The Tunnel View, which is a drive from inside the valley, gave us a fantastic Western view of the valley and the gigantic cliffs that bound it. I was truly staggered by the beauty and scale of this place from here.
The second day, we did the hour-long winding drive hugging the mountains to Glacier Point. On the way we stopped at Washburn Point which had breathtaking views of the valley, cliffs and waterfalls and the gentler valleys to the East. Our destination Glacier Point was filled with tourists and why not, the view of the valley from here was the best yet.

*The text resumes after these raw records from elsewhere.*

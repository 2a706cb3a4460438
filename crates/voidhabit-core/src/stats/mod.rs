mod streak;

pub use streak::{compute_streaks, StreakStats};
//! TOML-based user profile.
//!
//! Holds the user-configured goals that drive habit seeding, the meditation
//! session and the workout lock window. Stored at
//! `~/.config/voidhabit/profile.toml`; every field has a default so a
//! missing or partial file still loads.

use serde::{Deserialize, Serialize};
use std::path::PathBuf;

use super::data_dir;
use crate::error::{ConfigError, Result};

#[derive(Debug, Clone, Serialize, Deserialize)]
pub struct Profile {
    /// Display name shown on the dashboard greeting.
    #[serde(default)]
    pub name: String,
    /// Daily meditation goal in minutes.
    #[serde(default = "default_meditation_goal")]
    pub meditation_goal_minutes: u32,
    /// Daily reading goal in pages.
    #[serde(default)]
    pub reading_goal_pages: u32,
    /// Weekly training-days goal; also the plan count that arms the
    /// monthly edit lock.
    #[serde(default = "default_training_days_goal")]
    pub training_days_goal: u32,
    /// Day-of-week ids the user trains on.
    #[serde(default)]
    pub selected_training_days: Vec<String>,
    /// Motivational phrases cycled on the dashboard.
    #[serde(default)]
    pub remember_phrases: Vec<String>,
}

fn default_meditation_goal() -> u32 {
    10
}

fn default_training_days_goal() -> u32 {
    3
}

impl Default for Profile {
    fn default() -> Self {
        Self {
            name: String::new(),
            meditation_goal_minutes: default_meditation_goal(),
            reading_goal_pages: 0,
            training_days_goal: default_training_days_goal(),
            selected_training_days: Vec::new(),
            remember_phrases: Vec::new(),
        }
    }
}

impl Profile {
    pub fn path() -> Result<PathBuf> {
        Ok(data_dir()?.join("profile.toml"))
    }

    /// Load the profile, falling back to defaults when the file does not
    /// exist yet.
    pub fn load() -> Result<Self> {
        let path = Self::path()?;
        if !path.exists() {
            return Ok(Self::default());
        }
        let raw = std::fs::read_to_string(&path).map_err(|e| ConfigError::LoadFailed {
            path: path.clone(),
            message: e.to_string(),
        })?;
        let profile = toml::from_str(&raw).map_err(|e| ConfigError::LoadFailed {
            path,
            message: e.to_string(),
        })?;
        Ok(profile)
    }

    pub fn save(&self) -> Result<()> {
        let path = Self::path()?;
        let raw = toml::to_string_pretty(self).map_err(|e| ConfigError::SaveFailed {
            path: path.clone(),
            message: e.to_string(),
        })?;
        std::fs::write(&path, raw).map_err(|e| ConfigError::SaveFailed {
            path,
            message: e.to_string(),
        })?;
        Ok(())
    }

    /// Set a profile field by its TOML key. Used by `config set`.
    pub fn set_key(&mut self, key: &str, value: &str) -> Result<()> {
        let invalid = |message: String| ConfigError::InvalidValue {
            key: key.to_string(),
            message,
        };
        match key {
            "name" => self.name = value.to_string(),
            "meditation_goal_minutes" => {
                self.meditation_goal_minutes =
                    value.parse().map_err(|_| invalid("expected a number".into()))?
            }
            "reading_goal_pages" => {
                self.reading_goal_pages =
                    value.parse().map_err(|_| invalid("expected a number".into()))?
            }
            "training_days_goal" => {
                self.training_days_goal =
                    value.parse().map_err(|_| invalid("expected a number".into()))?
            }
            "selected_training_days" => {
                self.selected_training_days =
                    value.split(',').map(|s| s.trim().to_string()).collect()
            }
            other => return Err(invalid(format!("unknown profile key '{other}'")).into()),
        }
        Ok(())
    }
}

From side to side, your entire sight is filled with the glacier-worn cliffs of Half Dome, El Capitan and others, waterfalls tumulting down to the valley - it truly looked like heaven.
We did another hour-long winding mountain drive to the Mariposa Grove to check out the famous giant sequoia trees. This drive was so spirally that our kid threw up both going there and while returning from there - so beware. The heat was so intense when we got there that we decided to have our lunch inside the car with the AC on. The grove has tons of parking and a cute little Welcome Center with clean, modern toilets. But sadly, the only trail here that was stroller-friendly, the Big Trees Loop, was closed for maintainence. We did not do the main trail due to the heat outside and the need for a stroller. So this grove was a bit of a disappointment and we might need to visit this place again.
We had heard that the Tioga Road drive is scenic with some beautiful stops like Tuolumne Meadows. But we skipped those due to the heatwave and the constant attention needed by our little baby.
For returning back, we chose the Southern route going through Mariposa, Merced, San Luis Reservoir and Gilroy.
A large portio of the drive was through an extremely arid landscape (maybe due to summer?) which looked a bit depressing, like a desolate planet.
We stopped at Casa de Fruta, which turned out to be a tourist trap. There was a famous fruit market (where the wares were meh and very touristy), but also a wine store and fair attractions (!) like a train and carousel. Needless to say that our kid wanted everything here.
We found the views in Yosemite National Park to be truly stunning and heavenly. This is without a doubt a must-visit for everyone who can travel here.